In 2018, Tamar had her eggs harvested and a single egg was implanted under general anaesthetic. Two weeks later, a negative test confirmed the egg hadn’t survived. The couple experienced further disappointment when they were told the frozen embryos were not viable either.
They then had a second round. The fresh embryo did not take but a frozen egg gave them one last chance – and a week later they had a positive pregnancy test.
“We were so excited we told everyone,” Tamar said. “This baby was our last shot on the NHS, and it seemed like a miracle that he or she had made it. Of course, it was all too good to be true.”
An early scan revealed their baby didn’t have a heartbeat.
“It felt like the whole world fell away,” Tamar said. “We were due to go on holiday for our wedding anniversary but had to cancel while I miscarried. It was horrendous and really took its toll on us both.”
Since then, the couple have been saving for a third round of IVF – which costs £3,500 for each cycle – but plans were put on hold as a result of the pandemic coupled with another health scare for Tamar who had to re-start her heart medication.

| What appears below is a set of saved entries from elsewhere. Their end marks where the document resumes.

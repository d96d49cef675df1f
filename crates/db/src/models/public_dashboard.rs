//! Public dashboard entity model and DTOs.

use serde::{Deserialize, Serialize};
use sqlx::types::Json;
use sqlx::FromRow;
use vantage_core::access::AuthorizedMember;
use vantage_core::types::{DbId, EntityId, Timestamp};

/// A row from the `public_dashboards` table.
#[derive(Debug, Clone, FromRow, Serialize)]
pub struct PublicDashboard {
    pub id: DbId,
    pub uri_key: String,
    pub name: String,
    pub description: Option<String>,
    /// Source workspace; `None` once the source has been deleted.
    pub dashboard_id: Option<DbId>,
    pub private_manifest: String,
    pub public_manifest: String,
    pub allowed_markings_ids: Vec<EntityId>,
    pub authorized_members: Json<Vec<AuthorizedMember>>,
    /// Publishing user. Audit only.
    pub user_id: Option<DbId>,
    pub created_at: Timestamp,
    pub updated_at: Timestamp,
}

/// Fully prepared insert. Built by the publish handler after validation.
#[derive(Debug, Clone)]
pub struct CreatePublicDashboard {
    pub uri_key: String,
    pub name: String,
    pub description: Option<String>,
    pub dashboard_id: DbId,
    pub private_manifest: String,
    pub public_manifest: String,
    pub allowed_markings_ids: Vec<EntityId>,
    pub authorized_members: Vec<AuthorizedMember>,
    pub user_id: DbId,
}

/// The only mutable fields. `None` leaves a field unchanged.
#[derive(Debug, Clone, Default)]
pub struct UpdatePublicDashboard {
    pub name: Option<String>,
    pub uri_key: Option<String>,
}

/// Listing parameters.
#[derive(Debug, Clone, Default, Deserialize)]
pub struct PublicDashboardListQuery {
    pub search: Option<String>,
    pub limit: Option<i64>,
    pub offset: Option<i64>,
}
//! Audit log rows. Append-only.

use serde::{Deserialize, Serialize};
use sqlx::FromRow;
use vantage_core::audit::AuditEntry;
use vantage_core::types::{DbId, Timestamp};

/// A single audit log entry.
#[derive(Debug, Clone, FromRow, Serialize)]
pub struct AuditLog {
    pub id: DbId,
    pub timestamp: Timestamp,
    pub user_id: Option<DbId>,
    pub action_type: String,
    pub event_type: String,
    pub entity_type: Option<String>,
    pub entity_id: Option<String>,
    pub message: Option<String>,
    pub details_json: Option<serde_json::Value>,
    pub created_at: Timestamp,
}

/// DTO for inserting an audit log entry.
#[derive(Debug, Clone, Deserialize)]
pub struct CreateAuditLog {
    pub user_id: Option<DbId>,
    pub action_type: String,
    pub event_type: String,
    pub entity_type: Option<String>,
    pub entity_id: Option<String>,
    pub message: Option<String>,
    pub details_json: Option<serde_json::Value>,
}

impl From<AuditEntry> for CreateAuditLog {
    fn from(entry: AuditEntry) -> Self {
        let event_type = entry.event_type().to_string();
        Self {
            user_id: Some(entry.actor_id),
            action_type: entry.action,
            event_type,
            entity_type: Some(entry.entity_type),
            entity_id: Some(entry.target_id),
            message: Some(entry.message),
            details_json: Some(entry.input),
        }
    }
}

“We are now ready to give it another shot but it’s very hard to know when enough is enough,” Tamar said. “All I can say is that coping with infertility is incredibly distressing and it’s made harder by the fact that it is not often spoken about.

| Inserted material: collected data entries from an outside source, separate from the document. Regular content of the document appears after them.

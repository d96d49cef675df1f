//! Repository for the `workspaces` table (source dashboards).

use sqlx::PgPool;
use vantage_core::types::DbId;

use crate::models::workspace::{CreateWorkspace, Workspace};

const COLUMNS: &str = "id, name, description, manifest, owner_id, created_at, updated_at";

/// Provides CRUD operations for source dashboards.
pub struct WorkspaceRepo;

impl WorkspaceRepo {
    pub async fn create(pool: &PgPool, input: &CreateWorkspace) -> Result<Workspace, sqlx::Error> {
        let query = format!(
            "INSERT INTO workspaces (name, description, manifest, owner_id)
             VALUES ($1, $2, $3, $4)
             RETURNING {COLUMNS}"
        );
        sqlx::query_as::<_, Workspace>(&query)
            .bind(&input.name)
            .bind(&input.description)
            .bind(&input.manifest)
            .bind(input.owner_id)
            .fetch_one(pool)
            .await
    }

    pub async fn find_by_id(pool: &PgPool, id: DbId) -> Result<Option<Workspace>, sqlx::Error> {
        let query = format!("SELECT {COLUMNS} FROM workspaces WHERE id = $1");
        sqlx::query_as::<_, Workspace>(&query)
            .bind(id)
            .fetch_optional(pool)
            .await
    }

    pub async fn delete(pool: &PgPool, id: DbId) -> Result<bool, sqlx::Error> {
        let result = sqlx::query("DELETE FROM workspaces WHERE id = $1")
            .bind(id)
            .execute(pool)
            .await?;
        Ok(result.rows_affected() > 0)
    }
}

“Telling my story and working with charities like the Miscarriage Association to help promote their work on this is very important to me and to Paul.
“I don’t know where our journey is going to take us, but I am hoping it will eventually bear fruit.”
Ruth Bender Atik, National Director of the Miscarriage Association, said: “Every year, thousands of people across the UK are affected by the loss of a baby during pregnancy.
“Miscarriage or ectopic pregnancy can be heart-breaking and it’s often a very lonely time too as it’s a topic that is rarely spoken about openly. That is even more so for a couple like Tamar and Paul who have experienced both fertility problems and pregnancy loss.
“We are honoured that Cosy Aromas are collaborating with us to help provide vital support for anyone affected by the loss of a baby in pregnancy. It is particularly moving that they will be launching their special candle in time for Baby Loss Awareness Week – a time when people across the UK and far beyond join together to commemorate the lives of babies lost in pregnancy, at or soon after birth or in infancy.”